[Instructions to follow] The lines to be copied are those below that contain "impl".

◆ ◆ ◆ ◆

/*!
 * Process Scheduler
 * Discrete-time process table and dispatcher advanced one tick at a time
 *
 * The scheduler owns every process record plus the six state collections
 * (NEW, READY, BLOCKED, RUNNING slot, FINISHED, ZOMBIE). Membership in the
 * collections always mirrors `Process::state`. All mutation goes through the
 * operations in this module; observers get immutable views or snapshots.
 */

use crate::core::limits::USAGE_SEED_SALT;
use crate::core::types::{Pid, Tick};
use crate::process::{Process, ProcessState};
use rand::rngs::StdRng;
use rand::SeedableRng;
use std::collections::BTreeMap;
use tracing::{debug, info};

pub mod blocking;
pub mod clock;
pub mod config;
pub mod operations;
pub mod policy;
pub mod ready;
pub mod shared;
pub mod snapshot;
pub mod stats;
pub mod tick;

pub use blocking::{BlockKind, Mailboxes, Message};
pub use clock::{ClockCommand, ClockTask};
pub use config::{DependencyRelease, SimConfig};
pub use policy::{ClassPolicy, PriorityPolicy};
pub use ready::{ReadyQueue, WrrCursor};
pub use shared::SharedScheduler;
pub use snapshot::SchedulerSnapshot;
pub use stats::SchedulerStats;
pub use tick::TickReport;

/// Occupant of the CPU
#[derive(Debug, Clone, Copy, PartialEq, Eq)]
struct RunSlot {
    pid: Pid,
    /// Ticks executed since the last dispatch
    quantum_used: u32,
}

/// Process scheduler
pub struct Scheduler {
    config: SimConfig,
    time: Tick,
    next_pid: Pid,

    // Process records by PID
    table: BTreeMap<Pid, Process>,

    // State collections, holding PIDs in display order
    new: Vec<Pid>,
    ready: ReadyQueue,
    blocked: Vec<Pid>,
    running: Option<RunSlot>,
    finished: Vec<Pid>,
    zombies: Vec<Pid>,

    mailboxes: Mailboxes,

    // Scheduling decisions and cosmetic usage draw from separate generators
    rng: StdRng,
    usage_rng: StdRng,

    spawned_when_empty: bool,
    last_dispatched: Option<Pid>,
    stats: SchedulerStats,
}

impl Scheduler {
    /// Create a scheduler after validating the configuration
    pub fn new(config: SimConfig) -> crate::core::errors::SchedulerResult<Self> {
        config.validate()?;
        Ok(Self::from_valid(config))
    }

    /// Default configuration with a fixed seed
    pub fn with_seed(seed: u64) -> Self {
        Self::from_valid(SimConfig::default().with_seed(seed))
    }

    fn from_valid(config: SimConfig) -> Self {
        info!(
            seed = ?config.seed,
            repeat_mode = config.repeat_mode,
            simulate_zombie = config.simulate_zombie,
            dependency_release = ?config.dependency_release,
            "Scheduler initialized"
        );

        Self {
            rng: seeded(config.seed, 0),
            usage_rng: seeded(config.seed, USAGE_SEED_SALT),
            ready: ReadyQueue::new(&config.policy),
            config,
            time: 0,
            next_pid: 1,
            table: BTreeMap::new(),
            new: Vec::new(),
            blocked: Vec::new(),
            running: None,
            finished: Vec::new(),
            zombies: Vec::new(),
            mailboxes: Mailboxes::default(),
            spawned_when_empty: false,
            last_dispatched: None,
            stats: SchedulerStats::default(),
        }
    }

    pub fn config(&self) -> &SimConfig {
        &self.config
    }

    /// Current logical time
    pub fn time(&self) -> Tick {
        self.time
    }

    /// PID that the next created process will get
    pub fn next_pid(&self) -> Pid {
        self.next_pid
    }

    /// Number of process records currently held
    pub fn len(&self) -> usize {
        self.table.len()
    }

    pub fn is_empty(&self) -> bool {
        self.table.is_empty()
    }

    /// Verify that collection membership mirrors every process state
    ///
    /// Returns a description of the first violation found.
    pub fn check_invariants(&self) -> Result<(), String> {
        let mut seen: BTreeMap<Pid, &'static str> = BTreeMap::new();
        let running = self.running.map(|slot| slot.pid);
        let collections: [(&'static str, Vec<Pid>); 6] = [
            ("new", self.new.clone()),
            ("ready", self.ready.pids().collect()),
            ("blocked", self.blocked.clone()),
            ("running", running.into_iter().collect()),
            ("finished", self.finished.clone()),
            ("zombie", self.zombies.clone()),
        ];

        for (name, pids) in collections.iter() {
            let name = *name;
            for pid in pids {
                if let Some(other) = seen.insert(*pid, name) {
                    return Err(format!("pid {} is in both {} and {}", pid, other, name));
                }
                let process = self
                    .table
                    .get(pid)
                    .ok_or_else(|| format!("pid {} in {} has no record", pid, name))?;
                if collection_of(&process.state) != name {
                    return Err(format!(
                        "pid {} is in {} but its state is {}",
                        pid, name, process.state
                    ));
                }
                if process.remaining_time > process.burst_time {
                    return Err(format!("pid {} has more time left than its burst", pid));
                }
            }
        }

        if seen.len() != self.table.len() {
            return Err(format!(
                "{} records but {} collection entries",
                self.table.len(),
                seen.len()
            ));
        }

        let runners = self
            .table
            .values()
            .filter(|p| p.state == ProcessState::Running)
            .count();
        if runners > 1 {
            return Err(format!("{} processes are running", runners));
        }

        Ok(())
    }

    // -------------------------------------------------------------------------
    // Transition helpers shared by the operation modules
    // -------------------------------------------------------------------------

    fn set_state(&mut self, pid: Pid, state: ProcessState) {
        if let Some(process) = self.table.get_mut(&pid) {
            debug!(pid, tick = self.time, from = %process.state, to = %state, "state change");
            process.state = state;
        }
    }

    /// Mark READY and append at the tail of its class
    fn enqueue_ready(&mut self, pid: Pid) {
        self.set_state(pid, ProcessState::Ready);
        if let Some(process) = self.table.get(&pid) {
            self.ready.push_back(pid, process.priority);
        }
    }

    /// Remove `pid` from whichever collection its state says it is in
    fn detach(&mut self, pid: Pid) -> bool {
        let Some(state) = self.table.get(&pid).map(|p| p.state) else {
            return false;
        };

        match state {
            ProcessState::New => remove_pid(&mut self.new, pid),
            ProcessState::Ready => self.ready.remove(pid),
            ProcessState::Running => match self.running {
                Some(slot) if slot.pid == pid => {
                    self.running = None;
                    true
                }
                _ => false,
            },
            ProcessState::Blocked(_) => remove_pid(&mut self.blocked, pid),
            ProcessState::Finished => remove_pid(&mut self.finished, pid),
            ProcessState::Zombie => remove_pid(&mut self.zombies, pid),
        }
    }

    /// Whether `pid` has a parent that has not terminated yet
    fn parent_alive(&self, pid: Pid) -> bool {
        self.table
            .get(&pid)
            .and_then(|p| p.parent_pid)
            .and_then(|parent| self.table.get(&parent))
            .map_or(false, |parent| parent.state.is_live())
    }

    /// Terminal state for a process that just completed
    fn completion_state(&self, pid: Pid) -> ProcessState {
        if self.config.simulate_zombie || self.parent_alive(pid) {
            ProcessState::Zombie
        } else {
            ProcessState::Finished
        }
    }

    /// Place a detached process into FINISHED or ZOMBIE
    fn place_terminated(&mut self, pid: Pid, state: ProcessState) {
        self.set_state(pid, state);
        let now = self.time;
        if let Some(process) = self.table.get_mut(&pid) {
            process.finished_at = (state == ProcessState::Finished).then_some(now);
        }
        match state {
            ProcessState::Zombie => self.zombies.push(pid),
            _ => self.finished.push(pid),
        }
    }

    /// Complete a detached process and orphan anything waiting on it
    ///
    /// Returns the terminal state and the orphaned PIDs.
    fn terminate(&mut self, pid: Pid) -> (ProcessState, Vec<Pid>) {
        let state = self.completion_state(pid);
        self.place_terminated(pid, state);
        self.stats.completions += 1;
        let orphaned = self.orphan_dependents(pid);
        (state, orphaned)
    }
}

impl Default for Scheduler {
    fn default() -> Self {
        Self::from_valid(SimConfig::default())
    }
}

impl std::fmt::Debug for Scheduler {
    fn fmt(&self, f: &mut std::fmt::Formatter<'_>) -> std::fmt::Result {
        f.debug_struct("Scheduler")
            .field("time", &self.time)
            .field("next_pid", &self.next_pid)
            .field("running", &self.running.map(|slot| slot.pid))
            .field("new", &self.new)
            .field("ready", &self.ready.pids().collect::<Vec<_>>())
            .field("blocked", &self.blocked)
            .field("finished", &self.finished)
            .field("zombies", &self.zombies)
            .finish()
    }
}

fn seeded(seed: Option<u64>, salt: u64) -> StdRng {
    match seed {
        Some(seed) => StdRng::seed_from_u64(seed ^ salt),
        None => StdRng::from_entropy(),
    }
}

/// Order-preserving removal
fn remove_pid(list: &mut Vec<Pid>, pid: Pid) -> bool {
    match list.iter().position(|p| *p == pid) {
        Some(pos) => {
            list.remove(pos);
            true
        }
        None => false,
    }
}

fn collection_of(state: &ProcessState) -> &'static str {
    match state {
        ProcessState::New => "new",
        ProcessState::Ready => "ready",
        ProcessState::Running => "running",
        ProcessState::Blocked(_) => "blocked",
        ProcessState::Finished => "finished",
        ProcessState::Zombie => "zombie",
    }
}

◆ ◆ ◆ ◆

[Your response]
impl Scheduler {
impl Default for Scheduler {
impl std::fmt::Debug for Scheduler {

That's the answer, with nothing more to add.